It’s that time of year again. The James Beard Foundation announced its list of semifinalists for its annual awards recognizing chefs and restaurants today, Feb. 15, and once again, St. Louis’ food scene was well represented with six nominations, including some first-timers.

Vicia was nominated for Best New Restaurant. “It’s a huge honor. It was something we hoped to achieve,” said co-owner Tara Gallina. “When we opened – you know, you always set goals for yourself – this was certainly a high goal, so nothing we would be heartbroken if we didn’t get. But we’ve been really pushing ourselves and our team.”

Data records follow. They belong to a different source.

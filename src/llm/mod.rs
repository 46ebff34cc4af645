pub mod gemini;
pub mod media;

#[cfg(test)]
pub mod mock;
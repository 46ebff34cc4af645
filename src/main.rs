use std::path::{Path, PathBuf};
use std::sync::Arc;

use anyhow::{Context, Result};
use clap::{Parser, Subcommand};
use dotenvy::dotenv;
use tracing::info;

mod config;
mod error;
mod handlers;
mod llm;
mod state;
mod studio;
mod utils;

use config::CONFIG;
use handlers::session::run_session;
use handlers::studio::{describe_failure_message, Studio, RENDER_FAILURE_MESSAGE};
use llm::gemini::{GenAi, GeminiClientFactory};
use state::StudioStore;
use studio::model::{AspectRatio, OutputKind, ReferenceSlot, StudioState};
use studio::styles::STYLE_PRESETS;
use utils::logging::init_logging;

#[derive(Parser, Debug)]
#[command(name = "studio_director", version, about = "Character and scene prompt studio for Gemini")]
struct Cli {
    /// Gemini API key for this run (overrides GEMINI_API_KEY / API_KEY)
    #[arg(long, global = true)]
    api_key: Option<String>,

    /// Seed the session from a YAML or JSON studio state
    #[arg(long, global = true)]
    state: Option<PathBuf>,

    /// Where renders and exported JSON are written
    #[arg(long, global = true)]
    output_dir: Option<PathBuf>,

    #[command(subcommand)]
    command: Option<Command>,
}

#[derive(Subcommand, Debug)]
enum Command {
    /// Interactive session (default)
    Shell,
    /// Translate and compose the seeded state, then print the JSON
    Compose {
        #[arg(long, default_value = "video")]
        kind: OutputKind,
    },
    /// Run the full generation cycle and save the image
    Render {
        #[arg(long)]
        aspect: Option<AspectRatio>,
    },
    /// Describe an image and print the resulting character DNA
    Describe {
        #[arg(long)]
        image: PathBuf,
        /// `reference` (general) or `character` (character only)
        #[arg(long, default_value = "reference")]
        slot: ReferenceSlot,
    },
    /// List the visual style presets
    Styles,
}

async fn load_state(path: &Path) -> Result<StudioState> {
    let text = tokio::fs::read_to_string(path)
        .await
        .with_context(|| format!("Failed to read state file {}", path.display()))?;
    // JSON is a subset of YAML, so one parser covers both.
    serde_yaml::from_str(&text)
        .with_context(|| format!("Failed to parse state file {}", path.display()))
}

#[tokio::main]
async fn main() -> Result<()> {
    dotenv().ok();
    let _guards = init_logging(&CONFIG);
    let cli = Cli::parse();

    let initial_state = match &cli.state {
        Some(path) => load_state(path).await?,
        None => StudioState::default(),
    };
    let output_dir = cli
        .output_dir
        .clone()
        .unwrap_or_else(|| CONFIG.output_dir.clone());

    let genai = GenAi::new(
        Arc::new(GeminiClientFactory::new(CONFIG.gemini_base_url.clone())),
        CONFIG.default_api_key().map(str::to_string),
        CONFIG.gemini_text_model.clone(),
        CONFIG.gemini_image_model.clone(),
    );
    let studio = Studio::new(StudioStore::new(initial_state), genai, cli.api_key.clone());
    info!(
        "Starting Studio Director (text model {}, image model {})",
        CONFIG.gemini_text_model, CONFIG.gemini_image_model
    );

    match cli.command.unwrap_or(Command::Shell) {
        Command::Shell => {
            run_session(studio, CONFIG.default_aspect_ratio, output_dir).await?;
        }
        Command::Compose { kind } => {
            let output = studio.generate_json(kind).await?;
            println!("{}", serde_json::to_string_pretty(&output)?);
        }
        Command::Render { aspect } => {
            let aspect = aspect.unwrap_or(CONFIG.default_aspect_ratio);
            studio
                .render(aspect)
                .await
                .context(RENDER_FAILURE_MESSAGE)?;
            if let Some(path) = studio.save_render(&output_dir).await? {
                println!("{}", path.display());
            }
        }
        Command::Describe { image, slot } => {
            studio.attach_reference(slot, &image).await?;
            let dna = studio
                .describe_slot(slot)
                .await
                .context(describe_failure_message(slot))?
                .unwrap_or_default();
            println!("{}", serde_json::to_string_pretty(&dna)?);
        }
        Command::Styles => {
            for (index, preset) in STYLE_PRESETS.iter().enumerate() {
                println!("{:>3}. {preset}", index + 1);
            }
        }
    }

    Ok(())
}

This is the latest in a slew of local and national honors for the Central West End restaurant, which opened in March 2017. Gallina said she’s aware of what this recognition can do for Vicia’s business, since James Beard nominations are something people look at for ideas while traveling.

“I’m the same way when I go to a new city,” she said. “It’s wonderful to be able to attract people from all over. These types of things are amazing for your business … and will also help attract amazing talent.”

Longtime St. Louis fine-dining standby Tony’s made the semifinalist list for Outstanding Service, which recognizes restaurants in business at least five years that demonstrate high standards of hospitality and service.

Chef Vincent P. Bommarito Jr. said it was Tony’s first Beard nomination. “We are so excited about it. We didn’t know anything about it until it came out in the news,” he said. 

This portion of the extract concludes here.